And step 104, performing test operation through the simulation test environment interface and/or the subsystem software interface according to the step list to generate a test result.

In this embodiment, after the step list is generated by analyzing the test case, the testing device of the track signal system software may perform a testing operation through the simulation testing environment interface and/or the subsystem software interface according to the testing steps in the step list, so as to generate a testing result.

As can be seen from fig. 2, the test _ step includes a plurality of parameters, such as test object, test module, test operation, test parameter, expected result except, etc. FIG. 3 is an exemplary diagram of one test step for testing a computer interlocking subsystem. As shown in fig. 3, if the test object is "CI", the test module is "route", the test operation is "check signal", the test parameters are "S0102, S _ grn _ color", and the expected result is "1", the track signal software-based test apparatus tests the router module of CI through the system interface of CI, and obtains the test result.

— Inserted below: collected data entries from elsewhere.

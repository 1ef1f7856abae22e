use std::panic;
use std::sync::OnceLock;
use tracing_appender::non_blocking::WorkerGuard;
use tracing_subscriber::fmt::writer::BoxMakeWriter;
use tracing_subscriber::EnvFilter;

static LOG_GUARD: OnceLock<WorkerGuard> = OnceLock::new();

/// Install a global panic hook that logs panics through `tracing` with
/// file/line context. Safe to call multiple times; the hook is installed once
/// per process.
pub fn install_tracing_panic_hook(app_name: &'static str) {
    static INSTALLED: OnceLock<()> = OnceLock::new();

    INSTALLED.get_or_init(|| {
        let default_hook = panic::take_hook();
        let include_backtrace = std::env::var("CG_LOG_INCLUDE_BACKTRACE")
            .map(|value| value == "1" || value.eq_ignore_ascii_case("true"))
            .unwrap_or(false);

        panic::set_hook(Box::new(move |info| {
            let thread = std::thread::current();
            let thread_name = thread.name().unwrap_or("unknown");

            let location = info
                .location()
                .map(|loc| format!("{}:{}:{}", loc.file(), loc.line(), loc.column()));
            let message = info
                .payload()
                .downcast_ref::<&str>()
                .map(|s| (*s).to_string())
                .or_else(|| info.payload().downcast_ref::<String>().cloned())
                .unwrap_or_else(|| "panic payload not string".into());

            tracing::error!(
                application = app_name,
                %thread_name,
                location = location.as_deref().unwrap_or("unknown"),
                panic_message = %message,
                "panic captured"
            );

            if include_backtrace {
                default_hook(info);
            }
        }));
    });
}

fn rotating_file_writer(app_name: &'static str) -> Option<BoxMakeWriter> {
    let dir = std::env::var_os("CG_LOG_DIR")?;
    let dir = std::path::PathBuf::from(dir);
    if let Err(err) = std::fs::create_dir_all(&dir) {
        tracing::warn!(error = %err, "failed to create CG_LOG_DIR; falling back to stdout");
        return None;
    }

    let appender = tracing_appender::rolling::daily(dir, format!("{app_name}.log"));
    let (non_blocking, guard) = tracing_appender::non_blocking(appender);
    let _ = LOG_GUARD.set(guard);
    Some(BoxMakeWriter::new(non_blocking))
}

/// Initialize a tracing subscriber with optional daily log rotation
/// controlled by `CG_LOG_DIR`. Uses `RUST_LOG` for filtering if present.
pub fn init_tracing_subscriber(app_name: &'static str) {
    let env_filter = EnvFilter::try_from_default_env().unwrap_or_else(|_| EnvFilter::new("info"));
    let builder = tracing_subscriber::fmt().with_env_filter(env_filter);

    if let Some(writer) = rotating_file_writer(app_name) {
        let _ = builder.with_writer(writer).try_init();
    } else {
        let _ = builder.try_init();
    }
}
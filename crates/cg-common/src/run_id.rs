//! Process-level run ID for tracking execution instances.
//!
//! Each process gets a unique ULID at startup; batch recomputes additionally
//! generate a fresh ULID per run so interrupted and resumed batches stay
//! distinguishable in the logs.

use once_cell::sync::Lazy;
use ulid::Ulid;

static RUN_ID: Lazy<String> = Lazy::new(|| Ulid::new().to_string());

/// Returns the process-level run ID (same value for the process lifetime,
/// time-ordered, 26 chars).
#[inline]
pub fn get() -> &'static str {
    &RUN_ID
}

/// Generates a fresh ULID, e.g. one per `recalc_all` batch.
#[inline]
pub fn generate() -> String {
    Ulid::new().to_string()
}

#[cfg(test)]
mod tests {
    use super::*;

    #[test]
    fn get_returns_same_value() {
        assert_eq!(get(), get());
        assert_eq!(get().len(), 26);
    }

    #[test]
    fn generate_returns_unique_sortable_values() {
        let a = generate();
        std::thread::sleep(std::time::Duration::from_millis(2));
        let b = generate();
        assert_ne!(a, b);
        assert!(a < b, "ULIDs should be time-ordered");
    }
}
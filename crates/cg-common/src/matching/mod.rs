//! Structured candidate matching: criteria shapes, the two-phase
//! filter/score engine, and path-based relatedness.

mod criteria;
mod engine;
mod paths;

pub use criteria::{
    LanguageClause, MatchCriteria, MustHave, NamedClause, NiceToHave, RelatedToClause,
    SearchCriteria, SkillClause,
};
pub use engine::{ClauseContribution, MatchResult, RecommendationEngine, RelatedCandidate};
pub use paths::{edge_cost, PathResult, DEFAULT_STRUCTURAL_COST};
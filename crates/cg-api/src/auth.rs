use axum::async_trait;
use axum::extract::FromRef;
use axum::extract::FromRequestParts;
use axum::http::request::Parts;

use crate::error::ApiError;

/// API-key auth settings. `api_key = None` disables auth, intended for local
/// development and the in-memory test setup only.
#[derive(Debug, Clone, Default)]
pub struct AuthConfig {
    pub api_key: Option<String>,
}

/// Extractor that enforces the `X-API-Key` header on protected routes.
#[derive(Debug, Clone)]
pub struct AuthUser;

#[async_trait]
impl<S> FromRequestParts<S> for AuthUser
where
    AuthConfig: FromRef<S>,
    S: Send + Sync,
{
    type Rejection = ApiError;

    async fn from_request_parts(parts: &mut Parts, state: &S) -> Result<Self, Self::Rejection> {
        let config = AuthConfig::from_ref(state);

        let Some(expected) = config.api_key.as_deref() else {
            return Ok(AuthUser);
        };

        let provided = parts
            .headers
            .get("x-api-key")
            .and_then(|value| value.to_str().ok())
            .ok_or_else(|| ApiError::Unauthorized("missing X-API-Key header".into()))?;

        if provided != expected {
            return Err(ApiError::Unauthorized("invalid API key".into()));
        }

        Ok(AuthUser)
    }
}
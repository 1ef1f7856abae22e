use thiserror::Error;

use crate::store::StoreError;

/// Engine-level error taxonomy surfaced to callers.
///
/// "No path within max_hops" and "zero matches" are legitimate results and
/// never appear here. `kind()` is stable across versions so callers can match
/// on it; messages are for humans only.
#[derive(Debug, Error)]
pub enum EngineError {
    #[error("validation error: {0}")]
    Validation(String),
    #[error("not found: {0}")]
    NotFound(String),
    /// Transient infrastructure failure; retryable by the caller with backoff.
    #[error("graph store unavailable: {0}")]
    StoreUnavailable(String),
    /// Operation exceeded the caller-supplied budget. Weight writes are
    /// per-edge atomic, so retrying is safe.
    #[error("timed out: {0}")]
    Timeout(String),
}

impl EngineError {
    pub fn kind(&self) -> &'static str {
        match self {
            EngineError::Validation(_) => "validation",
            EngineError::NotFound(_) => "not_found",
            EngineError::StoreUnavailable(_) => "store_unavailable",
            EngineError::Timeout(_) => "timeout",
        }
    }

    pub fn is_retryable(&self) -> bool {
        matches!(
            self,
            EngineError::StoreUnavailable(_) | EngineError::Timeout(_)
        )
    }
}

impl From<StoreError> for EngineError {
    fn from(value: StoreError) -> Self {
        match value {
            StoreError::NotFound(msg) => EngineError::NotFound(msg),
            StoreError::Unavailable(msg) => EngineError::StoreUnavailable(msg),
            StoreError::Mapping(msg) => {
                EngineError::StoreUnavailable(format!("row mapping failed: {msg}"))
            }
        }
    }
}
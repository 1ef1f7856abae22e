use axum::{extract::State, Json};
use serde_json::json;
use tokio::time::{timeout, Duration};

use crate::error::ApiError;
use crate::SharedState;

const READINESS_TIMEOUT: Duration = Duration::from_secs(1);

pub async fn livez() -> Json<serde_json::Value> {
    Json(json!({ "status": "ok" }))
}

pub async fn readyz(State(state): State<SharedState>) -> Result<Json<serde_json::Value>, ApiError> {
    if !state.readiness.load(std::sync::atomic::Ordering::SeqCst) {
        return Err(ApiError::Store("shutting_down".into()));
    }

    // Cheap single-row read doubles as the store ping.
    timeout(READINESS_TIMEOUT, state.store.list_candidates(None, 1))
        .await
        .map_err(|_| ApiError::Store("store_ping_timeout".into()))
        .and_then(|result| {
            result.map_err(|err| ApiError::Store(format!("store ping failed: {err}")))
        })?;

    Ok(Json(json!({
        "status": "ok",
        "store": "ok",
        "epoch": state.epoch.current(),
        "application": env!("CARGO_PKG_NAME"),
    })))
}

In a possible implementation manner of the embodiment of the present application, before performing a testing operation according to the step list and through the simulation testing environment interface and/or the subsystem software interface to generate a testing result, the testing device of the orbit signal system software may first establish a ZeroMQ (ZMQ for short, similar to a series of interfaces of Socket) connection with the simulation testing environment and establish a telnet connection with the subsystem software. ZMQ can implement a one-to-many connection relationship, in this embodiment, the testing apparatus of the track signal system software implements cross-process message delivery through a publish-subscribe mode of ZMQ; lua is arranged in each subsystem software to be used as a debugging means, and a testing device of the track signal system software sends a Lua command to the subsystem software through telnet connection so as to obtain the state of the subsystem variable or trigger the execution of the subsystem function.

Further, after ZMQ connection with the simulation test environment is established, initialization operation may be performed on ZMQ connection, and after telnet connection with the subsystem software is established, initialization operation may be performed on the telnet connection to ensure that ZMQ connection and the telnet connection can be used normally. The initialization operation may include, for example, document configuration, internal variable initialization, file path setting, and the like.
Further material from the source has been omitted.